CCS is certainly expensive — the total estimated cost for diagnosis and treatment services for fiscal year 2014-15 is nearly $1.9 billion — but there are disagreements about the most efficient ways to treat children with chronic health conditions.

“We believe it’s going to cost the state more money,” Lubin said of the managed care model, arguing that when children don’t get comprehensive and preventative treatment, they end up increasingly relying on acute and emergency care.

As evidence, Marsha Treadwell, project director of the Northern California Network of Care for Sickle Cell Disease at Children’s Hospital Oakland, pointed to a recent study showing that, across the country, emergency room visits and mortality rates increase dramatically for people with sickle cell disease from childhood to adulthood — a trend not tied to the progression of the disease; but, rather, due to the fact that they are no longer receiving specialized care. “We do believe that deaths that were preventable will occur,” she said.

Another point of contention surrounds a series of pilot initiatives that the state was supposed to pursue prior to 2016, as stipulated in the most recent legislation extending the CCS program. The pilot projects in five different counties were intended to evaluate various health-care models for CCS-eligible children. But only one has been implemented.
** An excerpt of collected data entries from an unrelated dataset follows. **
use super::term_definition::TermDefinition;
use crate::Nullable;
use indexmap::IndexMap;

/// `@version` entry value: JSON-LD 1.1 is the only version this crate
/// accepts, but the raw syntax tree still records whatever number appeared.
#[derive(Clone, Copy, PartialEq, Debug)]
#[cfg_attr(feature = "serde", derive(serde::Serialize, serde::Deserialize))]
#[cfg_attr(feature = "serde", serde(transparent))]
pub struct Version(pub f64);

impl From<Version> for f64 {
	fn from(value: Version) -> Self {
		value.0
	}
}

/// `@vocab` entry value.
#[derive(Clone, PartialEq, Eq, Debug)]
#[cfg_attr(
	feature = "serde",
	derive(serde::Serialize, serde::Deserialize),
	serde(transparent)
)]
pub struct Vocab(pub String);

impl Vocab {
	pub fn as_str(&self) -> &str {
		&self.0
	}

	pub fn into_string(self) -> String {
		self.0
	}
}

impl From<String> for Vocab {
	fn from(value: String) -> Self {
		Self(value)
	}
}

/// `@import` entry value: an IRI reference to another context fragment to
/// merge in before the rest of this definition is processed.
#[derive(Clone, PartialEq, Eq, Debug)]
#[cfg_attr(
	feature = "serde",
	derive(serde::Serialize, serde::Deserialize),
	serde(transparent)
)]
pub struct Import(pub iref::IriRefBuf);

/// A raw (unprocessed) context definition object: everything that can
/// appear inside a JSON-LD `@context` value other than `null` or a bare
/// IRI reference.
#[derive(Clone, PartialEq, Default, Debug)]
#[cfg_attr(feature = "serde", derive(serde::Serialize, serde::Deserialize))]
pub struct Definition {
	#[cfg_attr(feature = "serde", serde(rename = "@base", default, skip_serializing_if = "Option::is_none"))]
	pub base: Option<Nullable<iref::IriRefBuf>>,

	#[cfg_attr(feature = "serde", serde(rename = "@import", default, skip_serializing_if = "Option::is_none"))]
	pub import: Option<Import>,

	#[cfg_attr(
		feature = "serde",
		serde(
			rename = "@language",
			default,
			deserialize_with = "Nullable::optional",
			skip_serializing_if = "Option::is_none"
		)
	)]
	pub language: Option<Nullable<crate::LenientLangTagBuf>>,

	#[cfg_attr(
		feature = "serde",
		serde(
			rename = "@direction",
			default,
			deserialize_with = "Nullable::optional",
			skip_serializing_if = "Option::is_none"
		)
	)]
	pub direction: Option<Nullable<crate::Direction>>,

	#[cfg_attr(feature = "serde", serde(rename = "@propagate", default, skip_serializing_if = "Option::is_none"))]
	pub propagate: Option<bool>,

	#[cfg_attr(feature = "serde", serde(rename = "@protected", default, skip_serializing_if = "Option::is_none"))]
	pub protected: Option<bool>,

	/// The `@type` keyword may itself carry a (restricted) term definition.
	#[cfg_attr(feature = "serde", serde(rename = "@type", default, skip_serializing_if = "Option::is_none"))]
	pub type_: Option<TypeTermDefinition>,

	#[cfg_attr(feature = "serde", serde(rename = "@version", default, skip_serializing_if = "Option::is_none"))]
	pub version: Option<Version>,

	#[cfg_attr(
		feature = "serde",
		serde(
			rename = "@vocab",
			default,
			deserialize_with = "Nullable::optional",
			skip_serializing_if = "Option::is_none"
		)
	)]
	pub vocab: Option<Nullable<Vocab>>,

	#[cfg_attr(feature = "serde", serde(flatten))]
	pub bindings: Bindings,
}

impl Definition {
	pub fn new() -> Self {
		Self::default()
	}

	pub fn is_empty(&self) -> bool {
		self.base.is_none()
			&& self.import.is_none()
			&& self.language.is_none()
			&& self.direction.is_none()
			&& self.propagate.is_none()
			&& self.protected.is_none()
			&& self.type_.is_none()
			&& self.version.is_none()
			&& self.vocab.is_none()
			&& self.bindings.is_empty()
	}
}

/// Restricted term definition allowed for the `@type` keyword itself:
/// only `@container: @set`, optionally `@protected`.
#[derive(Clone, Copy, PartialEq, Eq, Default, Debug)]
#[cfg_attr(feature = "serde", derive(serde::Serialize, serde::Deserialize))]
pub struct TypeTermDefinition {
	#[cfg_attr(feature = "serde", serde(rename = "@container"))]
	pub container: TypeContainer,

	#[cfg_attr(feature = "serde", serde(rename = "@protected", default, skip_serializing_if = "Option::is_none"))]
	pub protected: Option<bool>,
}

/// The only legal `@container` value for the `@type` keyword's term
/// definition.
#[derive(Clone, Copy, PartialEq, Eq, Default, Debug)]
#[cfg_attr(feature = "serde", derive(serde::Serialize, serde::Deserialize))]
pub enum TypeContainer {
	#[default]
	#[cfg_attr(feature = "serde", serde(rename = "@set"))]
	Set,
}

impl TypeContainer {
	pub fn as_str(&self) -> &'static str {
		"@set"
	}

	pub fn into_str(self) -> &'static str {
		self.as_str()
	}
}

/// Ordinary (non-keyword) term bindings of a context definition, in
/// declaration order.
#[derive(Clone, PartialEq, Default, Debug)]
#[cfg_attr(feature = "serde", derive(serde::Serialize, serde::Deserialize), serde(transparent))]
pub struct Bindings(pub IndexMap<String, Nullable<TermDefinition>>);

impl Bindings {
	pub fn new() -> Self {
		Self::default()
	}

	pub fn is_empty(&self) -> bool {
		self.0.is_empty()
	}

	pub fn len(&self) -> usize {
		self.0.len()
	}

	pub fn get(&self, key: &str) -> Option<&Nullable<TermDefinition>> {
		self.0.get(key)
	}

	pub fn iter(&self) -> indexmap::map::Iter<String, Nullable<TermDefinition>> {
		self.0.iter()
	}

	pub fn insert(
		&mut self,
		key: String,
		value: Nullable<TermDefinition>,
	) -> Option<Nullable<TermDefinition>> {
		self.0.insert(key, value)
	}
}

impl IntoIterator for Bindings {
	type Item = (String, Nullable<TermDefinition>);
	type IntoIter = indexmap::map::IntoIter<String, Nullable<TermDefinition>>;

	fn into_iter(self) -> Self::IntoIter {
		self.0.into_iter()
	}
}

impl<'a> IntoIterator for &'a Bindings {
	type Item = (&'a String, &'a Nullable<TermDefinition>);
	type IntoIter = indexmap::map::Iter<'a, String, Nullable<TermDefinition>>;

	fn into_iter(self) -> Self::IntoIter {
		self.0.iter()
	}
}

#[cfg(all(test, feature = "serde"))]
mod tests {
	use super::*;

	#[test]
	fn vocab_null_differs_from_absent() {
		let def: Definition = json_syntax::from_value(json_syntax::json!({
			"@vocab": null
		}))
		.unwrap();
		assert_eq!(def.vocab, Some(Nullable::Null));

		let def: Definition = json_syntax::from_value(json_syntax::json!({})).unwrap();
		assert_eq!(def.vocab, None);
	}

	#[test]
	fn simple_term_binding() {
		let def: Definition = json_syntax::from_value(json_syntax::json!({
			"name": "http://schema.org/name"
		}))
		.unwrap();
		assert_eq!(def.bindings.len(), 1);
		match def.bindings.get("name").unwrap() {
			Nullable::Some(TermDefinition::Simple(s)) => {
				assert_eq!(s.as_str(), "http://schema.org/name")
			}
			other => panic!("unexpected binding: {other:?}"),
		}
	}
}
Williams acknowledged that four of the five locations have “encountered significant challenges,” adding that, given the “slow pace in moving forward with these pilots, the DHCS is now rethinking how best to pursue reform of the CCS program.” He emphasized that CCS representatives, providers, clients, and other partners will have an opportunity to provide input in the upcoming stakeholder process.

Citing the lack of pilot programs, defenders of CCS are advocating for an extension of it past 2016 so that meaningful evaluations can take place. Sherri Sager, chief government relations officer for Lucile Packard Children’s Hospital, part of Stanford Medicine, said she supports an extension of the program, but acknowledged that would be unlikely. The state, she said, “wants to be out of the insurance business. They see this as sort of a last program that they are responsible for.”

But, she continued, “I worry that these kids who are vulnerable are going to get lost.”